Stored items
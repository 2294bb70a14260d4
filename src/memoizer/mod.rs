//! # Memoizer
//!
//! The orchestration state machine and the pieces it is built from:
//!
//! - [`core`] - the sequential request loop ([`Memoizer`])
//! - [`dependency`] - per-upstream `Available → Degraded` state
//! - [`stats`] - counters returned when the loop ends

pub mod core;
pub mod dependency;
pub mod stats;


pub use self::core::Memoizer;
pub use dependency::{Dependency, DependencyState};
pub use stats::MemoizerStats;
//! # Channel Pairs
//!
//! Every boundary in the pipeline is a pair of bounded tokio channels: one
//! carrying requests toward a service, one carrying its responses back.
//!
//! - [`ServiceChannel`] is the *client* half. It writes requests and reads
//!   responses, and exposes the pair as a synchronous call ([`ServiceChannel::call`])
//!   or a fire-and-forget send ([`ServiceChannel::cast`]).
//! - [`ServiceEndpoint`] is the *service* half. It reads requests and writes
//!   responses.
//!
//! Each side only ever closes the channel it writes into: the client signals
//! "no more requests" by dropping its sender, and the service signals "no more
//! responses" by dropping its own.

use thiserror::Error;
use tokio::sync::mpsc;

/// The remote end of a channel pair is gone for good
#[derive(Debug, Clone, Copy, PartialEq, Eq, Error)]
pub enum ChannelClosed {
    #[error("request channel closed")]
    Requests,
    #[error("response channel closed")]
    Responses,
}

/// Client half of a channel pair
#[derive(Debug)]
pub struct ServiceChannel<Req, Resp> {
    pub requests: mpsc::Sender<Req>,
    pub responses: mpsc::Receiver<Resp>,
}

/// Service half of a channel pair
#[derive(Debug)]
pub struct ServiceEndpoint<Req, Resp> {
    pub requests: mpsc::Receiver<Req>,
    pub responses: mpsc::Sender<Resp>,
}

/// Create a connected pair of bounded channels.
///
/// # Panics
///
/// Panics if `buffer_size` is zero (tokio's bounded channel contract).
/// Configured sizes are validated by [`MemoizerConfig::validate`](crate::config::MemoizerConfig::validate).
pub fn service_channel<Req, Resp>(
    buffer_size: usize,
) -> (ServiceChannel<Req, Resp>, ServiceEndpoint<Req, Resp>) {
    let (request_tx, request_rx) = mpsc::channel(buffer_size);
    let (response_tx, response_rx) = mpsc::channel(buffer_size);
    (
        ServiceChannel {
            requests: request_tx,
            responses: response_rx,
        },
        ServiceEndpoint {
            requests: request_rx,
            responses: response_tx,
        },
    )
}

impl<Req, Resp> ServiceChannel<Req, Resp> {
    /// Send one request and wait for the next response.
    ///
    /// The pairing relies on the service answering one-in, one-out in FIFO
    /// order; callers must not have other calls outstanding on this pair.
    pub async fn call(&mut self, request: Req) -> Result<Resp, ChannelClosed> {
        self.cast(request).await?;
        self.responses.recv().await.ok_or(ChannelClosed::Responses)
    }

    /// Send one request without waiting for a response
    pub async fn cast(&self, request: Req) -> Result<(), ChannelClosed> {
        self.requests
            .send(request)
            .await
            .map_err(|_| ChannelClosed::Requests)
    }

    /// Wait for the next response without sending anything
    pub async fn recv(&mut self) -> Option<Resp> {
        self.responses.recv().await
    }
}

impl<Req, Resp> ServiceEndpoint<Req, Resp> {
    /// Next request, or `None` once every client sender is dropped
    pub async fn next_request(&mut self) -> Option<Req> {
        self.requests.recv().await
    }

    pub async fn respond(&self, response: Resp) -> Result<(), ChannelClosed> {
        self.responses
            .send(response)
            .await
            .map_err(|_| ChannelClosed::Responses)
    }
}
pub mod pipeline;
pub mod strategies;

pub use pipeline::*;
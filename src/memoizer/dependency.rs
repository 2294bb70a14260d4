//! # Upstream Dependency State
//!
//! Each upstream service is either `Available`, holding the client half of its
//! channel pair, or `Degraded`. The only transition is `Available → Degraded`.
//! Degrading drops the channel ends, so a degraded dependency can no longer be
//! called and is never signalled again at shutdown.

use serde::{Deserialize, Serialize};
use std::fmt;
use tracing::{info, warn};

use crate::channel::{ChannelClosed, ServiceChannel};

/// Observable state of an upstream dependency
#[derive(Debug, Clone, Copy, PartialEq, Eq, Hash, Serialize, Deserialize)]
#[serde(rename_all = "snake_case")]
pub enum DependencyState {
    Available,
    Degraded,
}

impl fmt::Display for DependencyState {
    fn fmt(&self, f: &mut fmt::Formatter<'_>) -> fmt::Result {
        match self {
            DependencyState::Available => f.write_str("available"),
            DependencyState::Degraded => f.write_str("degraded"),
        }
    }
}

enum Link<Req, Resp> {
    Available(ServiceChannel<Req, Resp>),
    Degraded,
}

/// An upstream service reached through a channel pair
pub struct Dependency<Req, Resp> {
    name: &'static str,
    link: Link<Req, Resp>,
}

impl<Req, Resp> Dependency<Req, Resp> {
    pub fn new(name: &'static str, channel: ServiceChannel<Req, Resp>) -> Self {
        Self {
            name,
            link: Link::Available(channel),
        }
    }

    pub fn name(&self) -> &'static str {
        self.name
    }

    pub fn state(&self) -> DependencyState {
        match self.link {
            Link::Available(_) => DependencyState::Available,
            Link::Degraded => DependencyState::Degraded,
        }
    }

    /// The channel pair, or `None` once degraded
    pub fn channel(&mut self) -> Option<&mut ServiceChannel<Req, Resp>> {
        match &mut self.link {
            Link::Available(channel) => Some(channel),
            Link::Degraded => None,
        }
    }

    /// Permanently mark the dependency degraded and release its channel ends
    pub fn degrade(&mut self, reason: ChannelClosed) {
        if let Link::Available(_) = self.link {
            warn!(
                dependency = self.name,
                reason = %reason,
                "🔴 Dependency degraded, no longer consulted"
            );
            self.link = Link::Degraded;
        }
    }

    /// Signal that no further requests will be sent.
    ///
    /// Dropping our request sender is the shutdown signal: the service sees
    /// end-of-stream and closes its own response path.
    pub fn shutdown(self) {
        match self.link {
            Link::Available(channel) => {
                info!(dependency = self.name, "🛑 Signalling shutdown to dependency");
                drop(channel);
            }
            Link::Degraded => {
                info!(
                    dependency = self.name,
                    "Dependency already degraded, skipping shutdown signal"
                );
            }
        }
    }
}

impl<Req, Resp> fmt::Debug for Dependency<Req, Resp> {
    fn fmt(&self, f: &mut fmt::Formatter<'_>) -> fmt::Result {
        f.debug_struct("Dependency")
            .field("name", &self.name)
            .field("state", &self.state())
            .finish()
    }
}
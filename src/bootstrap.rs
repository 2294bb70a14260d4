//! # Pipeline Bootstrap
//!
//! Wires a caller, the memoizer, a classifier service and a cache service
//! together with bounded channels sized from [`ChannelsConfig`], and spawns
//! the three service loops on the current tokio runtime.
//!
//! ```rust,no_run
//! use classifier_memoizer::bootstrap::MemoizerSystem;
//! use classifier_memoizer::config::MemoizerConfig;
//! use classifier_memoizer::services::IntensityClassifier;
//!
//! # async fn example() -> Result<(), Box<dyn std::error::Error>> {
//! let config = MemoizerConfig::load()?;
//! let mut system = MemoizerSystem::start(&config, IntensityClassifier)?;
//!
//! let response = system.client().classify(vec![0u8; 784]).await?;
//! println!("class {} for request {}", response.value, response.id);
//!
//! let report = system.shutdown().await?;
//! println!("hit rate {:.2}", report.memoizer.hit_rate());
//! # Ok(())
//! # }
//! ```

use tokio::task::JoinHandle;
use tracing::info;

use crate::channel::service_channel;
use crate::client::MemoizerClient;
use crate::config::{ChannelsConfig, MemoizerConfig};
use crate::error::MemoizerResult;
use crate::memoizer::{Memoizer, MemoizerStats};
use crate::services::{spawn_cache_service, spawn_classifier_service, CacheStore, Classifier};

/// Handle to a running pipeline
#[derive(Debug)]
pub struct MemoizerSystem {
    client: MemoizerClient,
    cache_store: CacheStore,
    memoizer: JoinHandle<MemoizerStats>,
    classifier: JoinHandle<u64>,
    cache: JoinHandle<()>,
}

/// Final state of a pipeline after shutdown
#[derive(Debug, Clone)]
pub struct ShutdownReport {
    pub memoizer: MemoizerStats,
    /// Requests the classifier service answered
    pub classifier_answered: u64,
    /// Entries left in the cache store
    pub cache_entries: usize,
    /// Responses that were still in flight when the client closed
    pub leftover_responses: usize,
}

impl MemoizerSystem {
    /// Validate `config`, wire the channels and spawn every service
    pub fn start<C>(config: &MemoizerConfig, classifier: C) -> MemoizerResult<Self>
    where
        C: Classifier + 'static,
    {
        config.validate()?;
        Self::start_with_store(&config.channels, classifier, CacheStore::new())
    }

    /// Start with a pre-populated (or shared) cache store
    pub fn start_with_store<C>(
        channels: &ChannelsConfig,
        classifier: C,
        cache_store: CacheStore,
    ) -> MemoizerResult<Self>
    where
        C: Classifier + 'static,
    {
        channels.validate()?;

        let (caller_channel, caller_endpoint) = service_channel(channels.caller_buffer_size);
        let (classifier_channel, classifier_endpoint) =
            service_channel(channels.classifier_buffer_size);
        let (cache_channel, cache_endpoint) = service_channel(channels.cache_buffer_size);

        info!(
            classifier = classifier.name(),
            caller_buffer_size = channels.caller_buffer_size,
            classifier_buffer_size = channels.classifier_buffer_size,
            cache_buffer_size = channels.cache_buffer_size,
            "🔧 BOOTSTRAP: Starting memoizer pipeline"
        );

        let classifier = spawn_classifier_service(classifier, classifier_endpoint);
        let cache = spawn_cache_service(cache_store.clone(), cache_endpoint);
        let memoizer = tokio::spawn(
            Memoizer::new(caller_endpoint, classifier_channel, cache_channel).run(),
        );

        Ok(Self {
            client: MemoizerClient::new(caller_channel),
            cache_store,
            memoizer,
            classifier,
            cache,
        })
    }

    pub fn client(&mut self) -> &mut MemoizerClient {
        &mut self.client
    }

    pub fn cache_store(&self) -> &CacheStore {
        &self.cache_store
    }

    /// Close the request channel and wait for every service to stop
    pub async fn shutdown(self) -> MemoizerResult<ShutdownReport> {
        let leftovers = self.client.close().await;
        let memoizer = self.memoizer.await?;
        let classifier_answered = self.classifier.await?;
        self.cache.await?;

        let report = ShutdownReport {
            memoizer,
            classifier_answered,
            cache_entries: self.cache_store.len(),
            leftover_responses: leftovers.len(),
        };
        info!(
            requests = report.memoizer.requests,
            cache_hits = report.memoizer.cache_hits,
            cache_entries = report.cache_entries,
            "🛑 BOOTSTRAP: Memoizer pipeline stopped"
        );
        Ok(report)
    }
}
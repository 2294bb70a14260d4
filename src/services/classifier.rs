//! # Classifier Service
//!
//! Runs any [`Classifier`] behind a channel pair under the classifier contract:
//! one response per request, same identifier, FIFO order. The loop ends when
//! the client drops its request sender, and the response sender is dropped
//! with it.

use async_trait::async_trait;
use std::sync::Arc;
use thiserror::Error;
use tokio::task::JoinHandle;
use tracing::{debug, info, warn};

use crate::channel::ServiceEndpoint;
use crate::error::MemErr;
use crate::messages::{Request, Response};

/// Failures a classifier implementation can report for one payload
#[derive(Debug, Clone, PartialEq, Eq, Error)]
pub enum ClassifierError {
    #[error("Payload rejected: {0}")]
    InvalidPayload(String),

    #[error("Model failure: {0}")]
    Model(String),
}

/// Turns a payload into a class label
#[async_trait]
pub trait Classifier: Send + Sync {
    async fn classify(&self, payload: &[u8]) -> Result<i64, ClassifierError>;

    fn name(&self) -> &'static str;
}

#[async_trait]
impl<C: Classifier + ?Sized> Classifier for Arc<C> {
    async fn classify(&self, payload: &[u8]) -> Result<i64, ClassifierError> {
        (**self).classify(payload).await
    }

    fn name(&self) -> &'static str {
        (**self).name()
    }
}

/// Reference classifier for 28x28 grayscale digit images.
///
/// Buckets the mean pixel intensity into ten classes. It is deterministic and
/// cheap, which is all the pipeline needs from it.
#[derive(Debug, Clone, Copy, Default)]
pub struct IntensityClassifier;

impl IntensityClassifier {
    pub const CLASSES: i64 = 10;
}

#[async_trait]
impl Classifier for IntensityClassifier {
    async fn classify(&self, payload: &[u8]) -> Result<i64, ClassifierError> {
        if payload.is_empty() {
            return Err(ClassifierError::InvalidPayload("empty image".to_string()));
        }

        let total: u64 = payload.iter().map(|&b| u64::from(b)).sum();
        let mean = total / payload.len() as u64;
        Ok((mean as i64 * Self::CLASSES) / 256)
    }

    fn name(&self) -> &'static str {
        "intensity"
    }
}

/// Spawn the service loop for `classifier` on the current tokio runtime
pub fn spawn_classifier_service<C>(
    classifier: C,
    endpoint: ServiceEndpoint<Request, Response>,
) -> JoinHandle<u64>
where
    C: Classifier + 'static,
{
    tokio::spawn(run_classifier_service(classifier, endpoint))
}

/// Serve classification requests until the request stream ends.
///
/// Returns the number of requests answered.
pub async fn run_classifier_service<C: Classifier>(
    classifier: C,
    mut endpoint: ServiceEndpoint<Request, Response>,
) -> u64 {
    info!(classifier = classifier.name(), "🚀 Classifier service started");
    let mut answered = 0u64;

    while let Some(request) = endpoint.next_request().await {
        let response = match classifier.classify(&request.payload).await {
            Ok(value) => {
                debug!(request_id = request.id, value, "Classified payload");
                Response::success(request.id, value)
            }
            Err(err) => {
                debug!(request_id = request.id, error = %err, "Classification failed");
                Response::failure(
                    request.id,
                    MemErr::service_error(classifier.name(), Arc::new(err)),
                )
            }
        };

        if endpoint.respond(response).await.is_err() {
            warn!("Classifier client stopped reading responses");
            break;
        }
        answered += 1;
    }

    info!(answered, "🛑 Classifier service stopped");
    answered
}
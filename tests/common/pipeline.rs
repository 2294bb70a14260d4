//! Pipeline wiring for integration tests.
//!
//! Unlike `MemoizerSystem`, the pieces here stay individually reachable so a
//! test can kill the cache or the classifier mid-run, or swap in a
//! misbehaving classifier loop.

#![allow(dead_code)]

use std::future::Future;
use tokio::task::JoinHandle;

use classifier_memoizer::services::{run_classifier_service, spawn_cache_service, CacheStore, Classifier};
use classifier_memoizer::{
    service_channel, Memoizer, MemoizerClient, MemoizerStats, Request, Response, ServiceEndpoint,
};

/// Small buffers so backpressure shows up quickly
pub const TEST_BUFFER_SIZE: usize = 4;

pub enum CacheMode {
    Healthy,
    /// Cache endpoint dropped before the first request
    Dead,
}

pub struct Pipeline {
    pub client: MemoizerClient,
    pub store: CacheStore,
    pub memoizer: JoinHandle<MemoizerStats>,
    pub classifier: JoinHandle<u64>,
    pub cache: Option<JoinHandle<()>>,
}

/// Wire a pipeline around `classifier` run by the reference classifier service
pub fn spawn_pipeline<C>(classifier: C, cache_mode: CacheMode) -> Pipeline
where
    C: Classifier + 'static,
{
    spawn_pipeline_with(
        move |endpoint| run_classifier_service(classifier, endpoint),
        cache_mode,
    )
}

/// Wire a pipeline around a hand-written classifier service loop
pub fn spawn_pipeline_with<F, Fut>(classifier_service: F, cache_mode: CacheMode) -> Pipeline
where
    F: FnOnce(ServiceEndpoint<Request, Response>) -> Fut,
    Fut: Future<Output = u64> + Send + 'static,
{
    let (caller_channel, caller_endpoint) = service_channel(TEST_BUFFER_SIZE);
    let (classifier_channel, classifier_endpoint) = service_channel(TEST_BUFFER_SIZE);
    let (cache_channel, cache_endpoint) = service_channel(TEST_BUFFER_SIZE);

    let store = CacheStore::new();
    let cache = match cache_mode {
        CacheMode::Healthy => Some(spawn_cache_service(store.clone(), cache_endpoint)),
        CacheMode::Dead => {
            drop(cache_endpoint);
            None
        }
    };

    let classifier = tokio::spawn(classifier_service(classifier_endpoint));
    let memoizer =
        tokio::spawn(Memoizer::new(caller_endpoint, classifier_channel, cache_channel).run());

    Pipeline {
        client: MemoizerClient::new(caller_channel),
        store,
        memoizer,
        classifier,
        cache,
    }
}

impl Pipeline {
    /// Stop the cache service; its channel ends are dropped with the task
    pub async fn kill_cache(&mut self) {
        if let Some(cache) = self.cache.take() {
            cache.abort();
            let _ = cache.await;
        }
    }

    /// Stop the classifier service; its channel ends are dropped with the task
    pub async fn kill_classifier(&mut self) {
        self.classifier.abort();
        let _ = (&mut self.classifier).await;
    }

    /// Close the request channel and collect the memoizer's stats
    pub async fn finish(self) -> MemoizerStats {
        let leftovers = self.client.close().await;
        assert!(leftovers.is_empty(), "unexpected responses: {leftovers:?}");
        self.memoizer.await.expect("memoizer task")
    }
}

/// Deterministic 28x28 grayscale test image
pub fn digit_image(seed: u8) -> Vec<u8> {
    (0..784u32)
        .map(|i| (i as u8).wrapping_mul(31).wrapping_add(seed.wrapping_mul(17)))
        .collect()
}

/// Image whose mean intensity is `level`
pub fn flat_image(level: u8) -> Vec<u8> {
    vec![level; 784]
}
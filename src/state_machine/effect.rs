//! Effects produced by state transitions

use crate::db::{Message, Session};
use crate::llm::{LlmError, LlmErrorKind};
use crate::quiz::QuizRecord;
use crate::system_prompt::PromptContext;
use serde::Serialize;
use std::time::Duration;

/// Effects to be executed after state transition
#[derive(Debug, Clone)]
pub enum Effect {
    /// Append a message to the session
    AppendMessage(Message),

    /// Append one streamed fragment to a message's content
    AppendFragment { message_id: String, text: String },

    /// Commit the final content (and quiz payload) of a streamed message
    FinalizeMessage {
        message_id: String,
        content: String,
        quiz: Option<QuizRecord>,
    },

    /// Drop messages from the session
    RemoveMessages { ids: Vec<String> },

    /// Replace the session title
    SetTitle { title: String },

    /// Save the session, minus any message still streaming
    PersistSession,

    /// Start streaming a completion into the placeholder
    RequestCompletion(CompletionPlan),

    /// Cancel the in-flight completion
    AbortCompletion,

    /// Ask for a better title in the background
    GenerateTitle { text: String },

    /// Emit `QuizAdvance` after a short pause so feedback stays visible
    ScheduleQuizAdvance { delay: Duration },

    /// Notify observers
    Notify(EngineEvent),
}

impl Effect {
    /// Apply the message-list part of this effect to the session.
    /// Returns false for effects that only touch the outside world.
    pub fn apply(&self, session: &mut Session) -> bool {
        match self {
            Effect::AppendMessage(message) => {
                session.last_message_at = message.timestamp;
                session.messages.push(message.clone());
                if message.is_visible_user() && session.user_message_count() == 1 {
                    session.refresh_title();
                }
                true
            }
            Effect::AppendFragment { message_id, text } => {
                if let Some(message) = session.message_mut(message_id) {
                    message.content.push_str(text);
                }
                true
            }
            Effect::FinalizeMessage {
                message_id,
                content,
                quiz,
            } => {
                if let Some(message) = session.message_mut(message_id) {
                    message.content.clone_from(content);
                    message.quiz.clone_from(quiz);
                }
                true
            }
            Effect::RemoveMessages { ids } => {
                session.messages.retain(|m| !ids.contains(&m.id));
                true
            }
            Effect::SetTitle { title } => {
                session.title.clone_from(title);
                true
            }
            Effect::PersistSession
            | Effect::RequestCompletion(_)
            | Effect::AbortCompletion
            | Effect::GenerateTitle { .. }
            | Effect::ScheduleQuizAdvance { .. }
            | Effect::Notify(_) => false,
        }
    }
}

/// Everything needed to issue one completion request. History is taken from
/// the session at execution time: every message before the placeholder.
#[derive(Debug, Clone, PartialEq)]
pub struct CompletionPlan {
    pub request_id: u64,
    pub placeholder_id: String,
    /// Prompt inputs; the pacing directive is filled in when the request is sent
    pub prompt: PromptContext,
}

/// Engine notifications for observers
#[derive(Debug, Clone, PartialEq, Serialize)]
#[serde(tag = "type", rename_all = "snake_case")]
pub enum EngineEvent {
    /// Quiz mode needs a quiz type before the topic can be sent
    QuizTypeRequested { topic: String },
    /// A malformed quiz reply is being retried
    QuizRetrying { attempt: u32, reason: String },
    /// Retries are exhausted and the exchange was abandoned
    QuizFailed { message: String },
    QuizCompleted {
        score: String,
        percentage: u8,
        strengths: Vec<String>,
        weaknesses: Vec<String>,
        improvement_plan: String,
    },
    TimerExpired,
    Error(ErrorNotice),
}

/// User-facing classification of a failed request
#[derive(Debug, Clone, PartialEq, Eq, Serialize)]
#[serde(tag = "kind", rename_all = "snake_case")]
pub enum ErrorNotice {
    /// No connectivity; try again
    Connectivity { message: String },
    /// Credentials or setup problem; retrying will not help
    Configuration { message: String },
    /// Wait, then try again
    RateLimited {
        message: String,
        retry_after_secs: Option<u64>,
    },
    /// Anything else, with the service's message appended
    Service { message: String },
}

impl ErrorNotice {
    pub fn is_retryable(&self) -> bool {
        !matches!(self, ErrorNotice::Configuration { .. })
    }
}

impl From<&LlmError> for ErrorNotice {
    fn from(error: &LlmError) -> Self {
        match error.kind {
            LlmErrorKind::Unreachable => ErrorNotice::Connectivity {
                message: "Unable to reach the tutoring service. Check your connection and try again.".to_string(),
            },
            LlmErrorKind::Credentials => ErrorNotice::Configuration {
                message: "The tutoring service rejected the credentials. Check ANTHROPIC_API_KEY and restart.".to_string(),
            },
            LlmErrorKind::Throttled => {
                let retry_after_secs = error.retry_after.map(|d| d.as_secs().max(1));
                let message = match retry_after_secs {
                    Some(secs) => format!("Too many requests. Please wait {secs} seconds and try again."),
                    None => "Too many requests. Please wait a moment and try again.".to_string(),
                };
                ErrorNotice::RateLimited {
                    message,
                    retry_after_secs,
                }
            }
            LlmErrorKind::Service | LlmErrorKind::Rejected | LlmErrorKind::Unclassified => {
                ErrorNotice::Service {
                    message: format!("Something went wrong: {}", error.message),
                }
            }
        }
    }
}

ACTIVITY — Which lines of the records above hold the word "signals"? Copy each of them.

RESPONSE BOX —
//! Each side only ever closes the channel it writes into: the client signals
//! "no more requests" by dropping its sender, and the service signals "no more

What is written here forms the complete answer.